About this task: Find the line holding "Copy, PartialEq, Eq, Serialize, Deserialize)]" in the entries below. Give it again exactly, along with every line after it up to and including the line holding "to each backoff.".

Material to process:
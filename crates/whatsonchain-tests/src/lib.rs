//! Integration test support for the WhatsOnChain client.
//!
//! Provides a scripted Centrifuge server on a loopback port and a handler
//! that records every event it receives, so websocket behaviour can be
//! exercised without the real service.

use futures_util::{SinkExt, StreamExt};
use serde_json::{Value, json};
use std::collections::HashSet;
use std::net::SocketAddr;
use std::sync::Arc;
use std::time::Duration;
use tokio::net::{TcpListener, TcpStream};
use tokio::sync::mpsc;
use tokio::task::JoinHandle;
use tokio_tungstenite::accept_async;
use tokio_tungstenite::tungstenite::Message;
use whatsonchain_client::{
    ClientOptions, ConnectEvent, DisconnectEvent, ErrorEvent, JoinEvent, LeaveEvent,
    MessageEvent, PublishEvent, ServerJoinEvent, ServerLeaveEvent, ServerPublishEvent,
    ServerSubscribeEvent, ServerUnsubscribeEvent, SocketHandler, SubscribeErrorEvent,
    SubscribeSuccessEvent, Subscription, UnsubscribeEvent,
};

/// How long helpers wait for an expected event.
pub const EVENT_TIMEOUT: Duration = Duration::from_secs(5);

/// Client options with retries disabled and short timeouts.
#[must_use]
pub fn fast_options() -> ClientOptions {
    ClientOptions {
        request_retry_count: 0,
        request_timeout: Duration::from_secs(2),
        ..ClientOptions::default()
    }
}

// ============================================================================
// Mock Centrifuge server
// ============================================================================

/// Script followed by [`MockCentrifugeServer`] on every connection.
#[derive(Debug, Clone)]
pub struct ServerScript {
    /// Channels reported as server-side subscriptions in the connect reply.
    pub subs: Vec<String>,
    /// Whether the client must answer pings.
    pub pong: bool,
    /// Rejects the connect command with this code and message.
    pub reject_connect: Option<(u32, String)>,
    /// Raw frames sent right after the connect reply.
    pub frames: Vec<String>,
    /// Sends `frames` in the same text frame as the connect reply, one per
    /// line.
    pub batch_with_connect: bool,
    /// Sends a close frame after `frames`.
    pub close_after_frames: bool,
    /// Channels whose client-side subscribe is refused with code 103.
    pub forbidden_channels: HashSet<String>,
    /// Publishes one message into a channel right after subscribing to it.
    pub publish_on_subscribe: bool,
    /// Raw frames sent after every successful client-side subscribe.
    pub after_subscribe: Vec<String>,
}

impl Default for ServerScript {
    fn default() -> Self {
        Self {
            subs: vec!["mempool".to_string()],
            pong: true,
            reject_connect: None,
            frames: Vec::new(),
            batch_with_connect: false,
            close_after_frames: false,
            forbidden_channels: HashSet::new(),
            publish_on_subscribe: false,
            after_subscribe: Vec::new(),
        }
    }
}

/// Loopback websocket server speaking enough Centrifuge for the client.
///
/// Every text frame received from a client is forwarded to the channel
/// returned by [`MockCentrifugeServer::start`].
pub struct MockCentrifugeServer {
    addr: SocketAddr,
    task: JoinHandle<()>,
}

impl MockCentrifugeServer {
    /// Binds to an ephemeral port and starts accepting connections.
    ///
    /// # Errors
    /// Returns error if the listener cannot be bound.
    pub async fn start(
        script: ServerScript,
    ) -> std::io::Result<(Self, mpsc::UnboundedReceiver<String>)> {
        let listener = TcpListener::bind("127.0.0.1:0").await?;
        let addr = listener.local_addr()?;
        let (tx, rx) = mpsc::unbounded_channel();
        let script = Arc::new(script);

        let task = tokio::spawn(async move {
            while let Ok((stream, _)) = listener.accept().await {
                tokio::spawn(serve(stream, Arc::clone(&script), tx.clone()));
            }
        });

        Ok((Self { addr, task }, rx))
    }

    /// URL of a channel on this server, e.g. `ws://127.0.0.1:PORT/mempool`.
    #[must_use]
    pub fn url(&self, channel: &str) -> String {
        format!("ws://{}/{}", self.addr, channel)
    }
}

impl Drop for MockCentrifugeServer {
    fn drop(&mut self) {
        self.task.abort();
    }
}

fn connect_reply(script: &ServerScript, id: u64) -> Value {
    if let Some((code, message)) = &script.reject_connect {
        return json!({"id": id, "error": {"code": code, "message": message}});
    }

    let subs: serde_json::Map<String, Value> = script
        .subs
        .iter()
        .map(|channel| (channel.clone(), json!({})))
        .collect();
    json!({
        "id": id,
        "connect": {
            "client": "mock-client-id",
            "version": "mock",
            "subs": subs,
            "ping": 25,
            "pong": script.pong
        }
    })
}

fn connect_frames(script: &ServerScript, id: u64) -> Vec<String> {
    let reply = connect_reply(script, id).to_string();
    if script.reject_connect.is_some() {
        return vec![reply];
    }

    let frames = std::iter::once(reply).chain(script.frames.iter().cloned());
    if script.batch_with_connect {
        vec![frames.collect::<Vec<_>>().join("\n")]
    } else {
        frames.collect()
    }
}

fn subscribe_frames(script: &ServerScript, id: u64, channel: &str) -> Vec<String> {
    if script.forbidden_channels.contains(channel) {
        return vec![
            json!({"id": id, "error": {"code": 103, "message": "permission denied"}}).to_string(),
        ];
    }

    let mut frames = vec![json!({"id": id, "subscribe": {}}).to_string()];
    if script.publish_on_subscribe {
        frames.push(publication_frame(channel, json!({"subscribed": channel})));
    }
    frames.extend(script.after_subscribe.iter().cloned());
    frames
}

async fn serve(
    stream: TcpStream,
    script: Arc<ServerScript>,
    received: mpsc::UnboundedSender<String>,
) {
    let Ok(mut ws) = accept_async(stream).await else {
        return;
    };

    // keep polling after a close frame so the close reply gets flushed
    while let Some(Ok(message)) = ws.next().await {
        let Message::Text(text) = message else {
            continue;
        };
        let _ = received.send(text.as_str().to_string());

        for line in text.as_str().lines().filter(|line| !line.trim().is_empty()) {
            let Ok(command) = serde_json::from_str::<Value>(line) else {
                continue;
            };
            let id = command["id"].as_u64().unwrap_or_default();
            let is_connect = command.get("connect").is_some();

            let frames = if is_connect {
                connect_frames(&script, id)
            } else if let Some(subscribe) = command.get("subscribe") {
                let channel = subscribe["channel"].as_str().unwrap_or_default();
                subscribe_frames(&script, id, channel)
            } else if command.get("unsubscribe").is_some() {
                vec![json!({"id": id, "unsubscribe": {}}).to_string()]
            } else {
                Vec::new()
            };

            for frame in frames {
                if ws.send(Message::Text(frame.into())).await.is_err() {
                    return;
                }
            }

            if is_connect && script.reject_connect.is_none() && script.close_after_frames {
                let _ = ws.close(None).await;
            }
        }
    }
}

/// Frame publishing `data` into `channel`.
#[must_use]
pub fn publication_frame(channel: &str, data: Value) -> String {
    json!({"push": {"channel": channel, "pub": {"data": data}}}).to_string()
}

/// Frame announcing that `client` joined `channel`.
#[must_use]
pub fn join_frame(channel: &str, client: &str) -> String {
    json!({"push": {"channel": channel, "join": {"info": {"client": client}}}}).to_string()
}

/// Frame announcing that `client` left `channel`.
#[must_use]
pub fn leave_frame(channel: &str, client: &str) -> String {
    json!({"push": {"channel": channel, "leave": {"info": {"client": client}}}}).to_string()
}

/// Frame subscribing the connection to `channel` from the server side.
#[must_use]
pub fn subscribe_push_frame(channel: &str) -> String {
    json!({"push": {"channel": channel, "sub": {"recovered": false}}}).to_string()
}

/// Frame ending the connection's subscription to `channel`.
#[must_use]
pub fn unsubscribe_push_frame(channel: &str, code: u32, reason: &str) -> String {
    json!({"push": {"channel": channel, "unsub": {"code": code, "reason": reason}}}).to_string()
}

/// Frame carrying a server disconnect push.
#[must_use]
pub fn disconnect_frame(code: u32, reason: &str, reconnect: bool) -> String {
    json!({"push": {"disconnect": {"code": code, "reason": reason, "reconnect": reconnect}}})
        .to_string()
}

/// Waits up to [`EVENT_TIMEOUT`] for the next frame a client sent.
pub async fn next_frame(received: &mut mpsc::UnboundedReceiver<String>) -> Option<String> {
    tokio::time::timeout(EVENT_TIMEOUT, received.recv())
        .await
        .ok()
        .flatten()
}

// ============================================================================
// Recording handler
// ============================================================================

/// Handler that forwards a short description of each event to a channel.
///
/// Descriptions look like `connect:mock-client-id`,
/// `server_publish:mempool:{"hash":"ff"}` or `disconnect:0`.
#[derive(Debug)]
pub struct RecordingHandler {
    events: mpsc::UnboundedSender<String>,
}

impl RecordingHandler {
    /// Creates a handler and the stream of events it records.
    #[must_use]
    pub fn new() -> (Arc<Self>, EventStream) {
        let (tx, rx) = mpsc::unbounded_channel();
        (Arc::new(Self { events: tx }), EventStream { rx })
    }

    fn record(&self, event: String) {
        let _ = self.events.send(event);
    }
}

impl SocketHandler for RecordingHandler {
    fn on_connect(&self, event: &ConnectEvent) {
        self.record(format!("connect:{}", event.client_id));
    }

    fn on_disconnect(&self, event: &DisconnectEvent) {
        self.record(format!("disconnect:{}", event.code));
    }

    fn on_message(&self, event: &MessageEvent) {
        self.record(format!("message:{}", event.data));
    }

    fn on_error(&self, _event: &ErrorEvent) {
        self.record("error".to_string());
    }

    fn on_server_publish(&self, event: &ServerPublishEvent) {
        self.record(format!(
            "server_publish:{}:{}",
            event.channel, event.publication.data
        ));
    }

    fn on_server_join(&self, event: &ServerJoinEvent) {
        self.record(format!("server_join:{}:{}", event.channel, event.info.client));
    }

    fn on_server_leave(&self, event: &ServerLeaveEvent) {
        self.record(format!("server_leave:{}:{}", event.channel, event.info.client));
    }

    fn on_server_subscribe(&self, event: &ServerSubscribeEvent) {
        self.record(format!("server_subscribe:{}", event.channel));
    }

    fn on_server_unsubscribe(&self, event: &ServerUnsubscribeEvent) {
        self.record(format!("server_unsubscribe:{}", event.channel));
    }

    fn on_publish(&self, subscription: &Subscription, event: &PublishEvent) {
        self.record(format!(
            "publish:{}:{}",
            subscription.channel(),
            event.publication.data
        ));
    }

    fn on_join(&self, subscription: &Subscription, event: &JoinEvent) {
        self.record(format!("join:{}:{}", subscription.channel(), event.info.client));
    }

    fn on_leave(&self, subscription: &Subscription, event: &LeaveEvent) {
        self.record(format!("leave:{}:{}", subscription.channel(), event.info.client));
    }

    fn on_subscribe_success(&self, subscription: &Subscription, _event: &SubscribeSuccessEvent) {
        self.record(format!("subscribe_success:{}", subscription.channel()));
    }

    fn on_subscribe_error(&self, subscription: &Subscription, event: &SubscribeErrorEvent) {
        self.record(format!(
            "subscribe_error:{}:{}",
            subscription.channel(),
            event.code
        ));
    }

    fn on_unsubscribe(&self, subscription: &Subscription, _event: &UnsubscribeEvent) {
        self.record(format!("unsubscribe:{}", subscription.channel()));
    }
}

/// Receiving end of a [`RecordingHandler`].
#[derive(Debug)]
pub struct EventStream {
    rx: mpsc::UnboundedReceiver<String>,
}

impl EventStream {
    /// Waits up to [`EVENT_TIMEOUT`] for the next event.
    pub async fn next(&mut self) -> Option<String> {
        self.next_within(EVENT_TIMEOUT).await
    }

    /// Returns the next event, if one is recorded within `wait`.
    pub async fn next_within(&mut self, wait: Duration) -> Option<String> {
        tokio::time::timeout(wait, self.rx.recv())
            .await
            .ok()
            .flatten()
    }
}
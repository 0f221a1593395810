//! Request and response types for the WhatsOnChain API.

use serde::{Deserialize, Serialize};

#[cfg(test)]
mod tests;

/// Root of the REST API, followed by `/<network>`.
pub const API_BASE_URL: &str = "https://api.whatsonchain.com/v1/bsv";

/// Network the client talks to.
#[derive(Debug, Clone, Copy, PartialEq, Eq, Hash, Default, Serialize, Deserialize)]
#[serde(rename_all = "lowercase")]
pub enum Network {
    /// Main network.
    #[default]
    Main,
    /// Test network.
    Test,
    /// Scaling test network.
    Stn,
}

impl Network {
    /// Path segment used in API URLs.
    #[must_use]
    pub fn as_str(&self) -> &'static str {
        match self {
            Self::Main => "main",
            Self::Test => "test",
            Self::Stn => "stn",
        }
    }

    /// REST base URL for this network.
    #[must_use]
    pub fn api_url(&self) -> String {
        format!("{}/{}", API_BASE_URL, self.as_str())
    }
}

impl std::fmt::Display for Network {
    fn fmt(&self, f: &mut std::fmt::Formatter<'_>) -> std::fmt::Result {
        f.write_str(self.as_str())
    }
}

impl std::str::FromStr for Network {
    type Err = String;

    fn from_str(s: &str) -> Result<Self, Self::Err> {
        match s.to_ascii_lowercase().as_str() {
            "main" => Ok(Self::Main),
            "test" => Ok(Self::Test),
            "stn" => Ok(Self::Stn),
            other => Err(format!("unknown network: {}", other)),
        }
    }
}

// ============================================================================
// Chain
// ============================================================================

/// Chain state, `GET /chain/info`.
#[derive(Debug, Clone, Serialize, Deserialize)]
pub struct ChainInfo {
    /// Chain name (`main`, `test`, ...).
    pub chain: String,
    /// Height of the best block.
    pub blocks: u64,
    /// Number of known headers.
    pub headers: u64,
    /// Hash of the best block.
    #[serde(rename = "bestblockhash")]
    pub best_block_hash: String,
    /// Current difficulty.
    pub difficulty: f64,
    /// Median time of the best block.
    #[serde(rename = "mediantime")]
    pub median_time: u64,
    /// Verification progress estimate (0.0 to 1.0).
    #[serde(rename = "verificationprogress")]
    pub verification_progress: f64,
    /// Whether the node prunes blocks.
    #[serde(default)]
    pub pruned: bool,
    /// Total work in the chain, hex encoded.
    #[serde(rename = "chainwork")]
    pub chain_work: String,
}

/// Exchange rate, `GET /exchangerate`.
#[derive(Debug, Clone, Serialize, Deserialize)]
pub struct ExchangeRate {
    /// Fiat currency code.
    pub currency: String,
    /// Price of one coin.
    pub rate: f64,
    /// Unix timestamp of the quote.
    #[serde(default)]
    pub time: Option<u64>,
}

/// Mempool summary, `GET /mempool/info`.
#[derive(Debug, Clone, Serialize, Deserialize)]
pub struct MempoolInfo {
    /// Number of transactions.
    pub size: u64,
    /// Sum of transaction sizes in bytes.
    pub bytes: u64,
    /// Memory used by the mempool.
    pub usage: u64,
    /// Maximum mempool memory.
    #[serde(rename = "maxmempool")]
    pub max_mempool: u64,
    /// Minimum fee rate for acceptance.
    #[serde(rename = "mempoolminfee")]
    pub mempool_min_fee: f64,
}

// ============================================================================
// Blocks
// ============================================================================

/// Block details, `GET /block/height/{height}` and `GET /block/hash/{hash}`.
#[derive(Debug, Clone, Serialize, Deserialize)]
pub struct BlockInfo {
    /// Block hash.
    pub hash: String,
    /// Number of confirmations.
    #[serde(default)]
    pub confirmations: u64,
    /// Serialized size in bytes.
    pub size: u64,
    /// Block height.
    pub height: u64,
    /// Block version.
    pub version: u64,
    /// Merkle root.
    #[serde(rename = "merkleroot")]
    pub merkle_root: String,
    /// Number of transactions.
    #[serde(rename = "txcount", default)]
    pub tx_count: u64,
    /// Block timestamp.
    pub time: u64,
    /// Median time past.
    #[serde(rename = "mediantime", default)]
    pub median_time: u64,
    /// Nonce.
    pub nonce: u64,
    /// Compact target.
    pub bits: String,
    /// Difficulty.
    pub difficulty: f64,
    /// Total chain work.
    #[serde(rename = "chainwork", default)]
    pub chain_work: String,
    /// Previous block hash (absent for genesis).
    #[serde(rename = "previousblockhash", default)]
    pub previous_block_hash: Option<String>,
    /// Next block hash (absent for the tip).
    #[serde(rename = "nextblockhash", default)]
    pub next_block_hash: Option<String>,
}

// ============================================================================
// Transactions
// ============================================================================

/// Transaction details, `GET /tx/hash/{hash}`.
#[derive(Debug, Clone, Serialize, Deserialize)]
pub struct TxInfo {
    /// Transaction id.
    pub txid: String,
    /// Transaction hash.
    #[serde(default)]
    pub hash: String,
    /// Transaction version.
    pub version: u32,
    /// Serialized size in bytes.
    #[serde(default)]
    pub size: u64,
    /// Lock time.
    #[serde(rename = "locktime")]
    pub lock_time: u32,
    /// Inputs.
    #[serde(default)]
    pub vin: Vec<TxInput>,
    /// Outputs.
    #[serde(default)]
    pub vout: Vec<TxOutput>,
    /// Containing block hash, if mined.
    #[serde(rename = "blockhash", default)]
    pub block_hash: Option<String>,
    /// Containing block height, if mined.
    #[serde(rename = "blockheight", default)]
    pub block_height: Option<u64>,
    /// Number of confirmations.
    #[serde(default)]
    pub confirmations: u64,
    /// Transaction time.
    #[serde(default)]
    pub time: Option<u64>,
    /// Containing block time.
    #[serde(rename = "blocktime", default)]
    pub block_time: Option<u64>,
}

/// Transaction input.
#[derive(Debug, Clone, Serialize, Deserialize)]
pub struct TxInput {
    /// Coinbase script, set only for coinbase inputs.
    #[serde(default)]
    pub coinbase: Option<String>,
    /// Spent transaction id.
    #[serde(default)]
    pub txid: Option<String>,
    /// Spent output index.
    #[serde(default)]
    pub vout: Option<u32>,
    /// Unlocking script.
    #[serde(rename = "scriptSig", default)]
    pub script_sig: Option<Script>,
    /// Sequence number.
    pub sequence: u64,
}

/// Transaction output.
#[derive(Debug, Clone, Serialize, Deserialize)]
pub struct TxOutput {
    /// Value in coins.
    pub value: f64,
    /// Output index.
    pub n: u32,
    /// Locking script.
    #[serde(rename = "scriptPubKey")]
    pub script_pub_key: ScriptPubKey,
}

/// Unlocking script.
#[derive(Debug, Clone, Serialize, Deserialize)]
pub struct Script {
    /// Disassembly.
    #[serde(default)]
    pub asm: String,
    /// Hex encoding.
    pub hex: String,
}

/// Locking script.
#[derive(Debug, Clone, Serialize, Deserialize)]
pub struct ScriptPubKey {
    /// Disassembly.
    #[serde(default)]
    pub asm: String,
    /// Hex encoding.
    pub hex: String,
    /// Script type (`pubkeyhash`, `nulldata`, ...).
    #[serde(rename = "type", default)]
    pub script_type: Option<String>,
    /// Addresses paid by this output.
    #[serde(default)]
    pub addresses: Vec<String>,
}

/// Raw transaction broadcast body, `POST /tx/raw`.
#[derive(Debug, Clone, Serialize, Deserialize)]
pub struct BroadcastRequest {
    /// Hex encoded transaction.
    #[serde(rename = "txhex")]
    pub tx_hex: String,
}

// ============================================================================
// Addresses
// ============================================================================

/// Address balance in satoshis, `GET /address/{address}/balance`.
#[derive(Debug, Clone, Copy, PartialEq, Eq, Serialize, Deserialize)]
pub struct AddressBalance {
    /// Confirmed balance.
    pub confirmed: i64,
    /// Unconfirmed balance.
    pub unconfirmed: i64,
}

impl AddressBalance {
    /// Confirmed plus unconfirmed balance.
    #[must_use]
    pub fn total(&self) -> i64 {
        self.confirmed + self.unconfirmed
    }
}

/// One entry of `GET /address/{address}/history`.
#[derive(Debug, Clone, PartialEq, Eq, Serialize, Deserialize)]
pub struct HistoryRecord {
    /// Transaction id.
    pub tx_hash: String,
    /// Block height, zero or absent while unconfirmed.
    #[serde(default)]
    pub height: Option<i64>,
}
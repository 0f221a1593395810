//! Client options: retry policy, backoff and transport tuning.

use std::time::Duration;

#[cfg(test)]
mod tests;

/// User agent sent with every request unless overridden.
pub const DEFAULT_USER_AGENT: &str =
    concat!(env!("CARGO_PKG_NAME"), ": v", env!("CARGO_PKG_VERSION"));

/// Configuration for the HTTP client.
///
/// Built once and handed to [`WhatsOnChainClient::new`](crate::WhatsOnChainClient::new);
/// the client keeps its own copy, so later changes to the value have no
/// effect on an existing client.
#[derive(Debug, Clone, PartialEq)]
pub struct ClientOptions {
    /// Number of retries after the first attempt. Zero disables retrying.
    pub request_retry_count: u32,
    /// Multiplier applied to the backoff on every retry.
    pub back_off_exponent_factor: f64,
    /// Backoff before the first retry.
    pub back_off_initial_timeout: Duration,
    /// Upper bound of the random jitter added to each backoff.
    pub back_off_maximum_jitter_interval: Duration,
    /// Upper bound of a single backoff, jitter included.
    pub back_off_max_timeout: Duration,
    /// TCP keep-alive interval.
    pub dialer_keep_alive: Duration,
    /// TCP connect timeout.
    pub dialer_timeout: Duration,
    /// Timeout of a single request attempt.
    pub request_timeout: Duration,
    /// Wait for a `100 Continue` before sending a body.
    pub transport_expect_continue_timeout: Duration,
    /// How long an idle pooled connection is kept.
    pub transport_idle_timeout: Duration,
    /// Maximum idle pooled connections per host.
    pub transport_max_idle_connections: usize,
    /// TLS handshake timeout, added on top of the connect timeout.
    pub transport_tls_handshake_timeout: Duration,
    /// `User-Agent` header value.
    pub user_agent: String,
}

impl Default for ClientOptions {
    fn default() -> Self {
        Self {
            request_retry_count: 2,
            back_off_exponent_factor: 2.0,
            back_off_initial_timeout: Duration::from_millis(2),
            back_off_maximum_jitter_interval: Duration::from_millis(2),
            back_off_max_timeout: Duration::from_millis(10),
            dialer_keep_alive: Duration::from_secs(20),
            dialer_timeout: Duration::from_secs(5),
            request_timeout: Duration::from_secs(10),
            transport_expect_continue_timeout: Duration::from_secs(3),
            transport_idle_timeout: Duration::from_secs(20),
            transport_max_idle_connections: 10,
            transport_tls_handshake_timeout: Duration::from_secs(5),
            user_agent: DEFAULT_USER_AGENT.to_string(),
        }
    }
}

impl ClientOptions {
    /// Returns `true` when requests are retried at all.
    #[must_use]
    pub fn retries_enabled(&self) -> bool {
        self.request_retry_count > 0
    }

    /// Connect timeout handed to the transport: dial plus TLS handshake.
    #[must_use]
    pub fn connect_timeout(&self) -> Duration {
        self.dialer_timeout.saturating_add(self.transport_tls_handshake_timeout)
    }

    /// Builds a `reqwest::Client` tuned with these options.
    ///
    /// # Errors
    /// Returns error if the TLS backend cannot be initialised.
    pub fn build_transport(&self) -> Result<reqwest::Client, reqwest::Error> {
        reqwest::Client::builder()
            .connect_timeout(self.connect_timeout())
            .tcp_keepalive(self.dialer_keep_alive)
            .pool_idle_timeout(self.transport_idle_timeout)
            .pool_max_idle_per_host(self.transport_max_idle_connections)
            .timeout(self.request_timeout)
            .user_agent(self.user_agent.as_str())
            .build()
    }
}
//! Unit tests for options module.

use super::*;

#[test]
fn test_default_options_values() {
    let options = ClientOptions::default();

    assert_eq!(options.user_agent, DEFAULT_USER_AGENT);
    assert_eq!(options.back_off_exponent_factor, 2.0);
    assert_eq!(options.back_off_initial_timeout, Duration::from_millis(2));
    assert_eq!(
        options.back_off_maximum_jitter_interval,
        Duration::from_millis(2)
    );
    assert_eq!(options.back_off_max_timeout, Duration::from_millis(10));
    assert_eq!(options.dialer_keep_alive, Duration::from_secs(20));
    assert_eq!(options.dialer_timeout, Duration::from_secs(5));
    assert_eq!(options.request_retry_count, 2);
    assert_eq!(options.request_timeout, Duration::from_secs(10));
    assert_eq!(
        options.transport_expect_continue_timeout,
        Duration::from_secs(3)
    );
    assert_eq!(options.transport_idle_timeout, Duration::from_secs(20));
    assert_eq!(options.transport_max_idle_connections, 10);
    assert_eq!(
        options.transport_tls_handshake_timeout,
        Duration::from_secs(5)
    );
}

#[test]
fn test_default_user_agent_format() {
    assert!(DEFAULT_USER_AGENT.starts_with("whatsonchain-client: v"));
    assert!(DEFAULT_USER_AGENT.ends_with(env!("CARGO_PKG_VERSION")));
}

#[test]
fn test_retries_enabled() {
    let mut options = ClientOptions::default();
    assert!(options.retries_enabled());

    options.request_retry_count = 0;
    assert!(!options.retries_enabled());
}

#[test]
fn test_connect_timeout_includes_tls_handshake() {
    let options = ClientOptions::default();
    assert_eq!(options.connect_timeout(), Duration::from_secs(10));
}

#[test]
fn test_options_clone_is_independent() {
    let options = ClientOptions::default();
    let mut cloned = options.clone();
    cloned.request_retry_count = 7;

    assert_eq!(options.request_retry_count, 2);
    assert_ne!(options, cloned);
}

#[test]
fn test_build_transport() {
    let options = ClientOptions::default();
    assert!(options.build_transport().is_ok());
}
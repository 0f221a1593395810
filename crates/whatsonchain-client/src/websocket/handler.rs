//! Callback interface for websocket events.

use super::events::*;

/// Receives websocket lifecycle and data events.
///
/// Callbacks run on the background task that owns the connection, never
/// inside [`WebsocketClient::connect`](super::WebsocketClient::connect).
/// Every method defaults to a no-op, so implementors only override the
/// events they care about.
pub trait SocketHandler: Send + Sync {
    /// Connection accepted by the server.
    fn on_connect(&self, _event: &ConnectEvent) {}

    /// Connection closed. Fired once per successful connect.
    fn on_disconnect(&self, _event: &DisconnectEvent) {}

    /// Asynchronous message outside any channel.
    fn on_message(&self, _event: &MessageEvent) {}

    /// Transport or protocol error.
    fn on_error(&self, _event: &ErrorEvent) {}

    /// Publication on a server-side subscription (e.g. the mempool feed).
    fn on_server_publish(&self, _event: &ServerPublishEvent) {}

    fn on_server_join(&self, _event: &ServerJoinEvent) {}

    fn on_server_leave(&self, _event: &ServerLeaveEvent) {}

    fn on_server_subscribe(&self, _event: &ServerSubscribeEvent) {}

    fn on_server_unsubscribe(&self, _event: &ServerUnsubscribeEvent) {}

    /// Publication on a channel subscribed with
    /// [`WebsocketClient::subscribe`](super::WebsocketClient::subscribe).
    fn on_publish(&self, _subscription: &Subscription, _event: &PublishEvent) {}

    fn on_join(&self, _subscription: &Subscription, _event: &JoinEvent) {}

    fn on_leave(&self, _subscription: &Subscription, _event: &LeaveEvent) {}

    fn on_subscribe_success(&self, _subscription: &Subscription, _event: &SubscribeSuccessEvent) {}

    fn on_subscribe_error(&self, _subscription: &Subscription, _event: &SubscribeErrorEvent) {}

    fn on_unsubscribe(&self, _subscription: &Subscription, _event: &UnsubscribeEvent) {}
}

Exercise solution:
#[derive(Debug, Clone, Copy, PartialEq, Eq, Serialize, Deserialize)]
pub struct AddressBalance {
    /// Confirmed balance.
    pub confirmed: i64,
    /// Unconfirmed balance.
    pub unconfirmed: i64,
}

impl AddressBalance {
    /// Confirmed plus unconfirmed balance.
    #[must_use]
    pub fn total(&self) -> i64 {
        self.confirmed + self.unconfirmed
    }
}

/// One entry of `GET /address/{address}/history`.
#[derive(Debug, Clone, PartialEq, Eq, Serialize, Deserialize)]
pub struct HistoryRecord {
    /// Transaction id.
    pub tx_hash: String,
    /// Block height, zero or absent while unconfirmed.
    #[serde(default)]
    pub height: Option<i64>,
}
repository 0f221a1593395810
//! Client options: retry policy, backoff and transport tuning.

use std::time::Duration;

#[cfg(test)]
mod tests;

/// User agent sent with every request unless overridden.
pub const DEFAULT_USER_AGENT: &str =
    concat!(env!("CARGO_PKG_NAME"), ": v", env!("CARGO_PKG_VERSION"));

/// Configuration for the HTTP client.
///
/// Built once and handed to [`WhatsOnChainClient::new`](crate::WhatsOnChainClient::new);
/// the client keeps its own copy, so later changes to the value have no
/// effect on an existing client.
#[derive(Debug, Clone, PartialEq)]
pub struct ClientOptions {
    /// Number of retries after the first attempt. Zero disables retrying.
    pub request_retry_count: u32,
    /// Multiplier applied to the backoff on every retry.
    pub back_off_exponent_factor: f64,
    /// Backoff before the first retry.
    pub back_off_initial_timeout: Duration,
    /// Upper bound of the random jitter added to each backoff.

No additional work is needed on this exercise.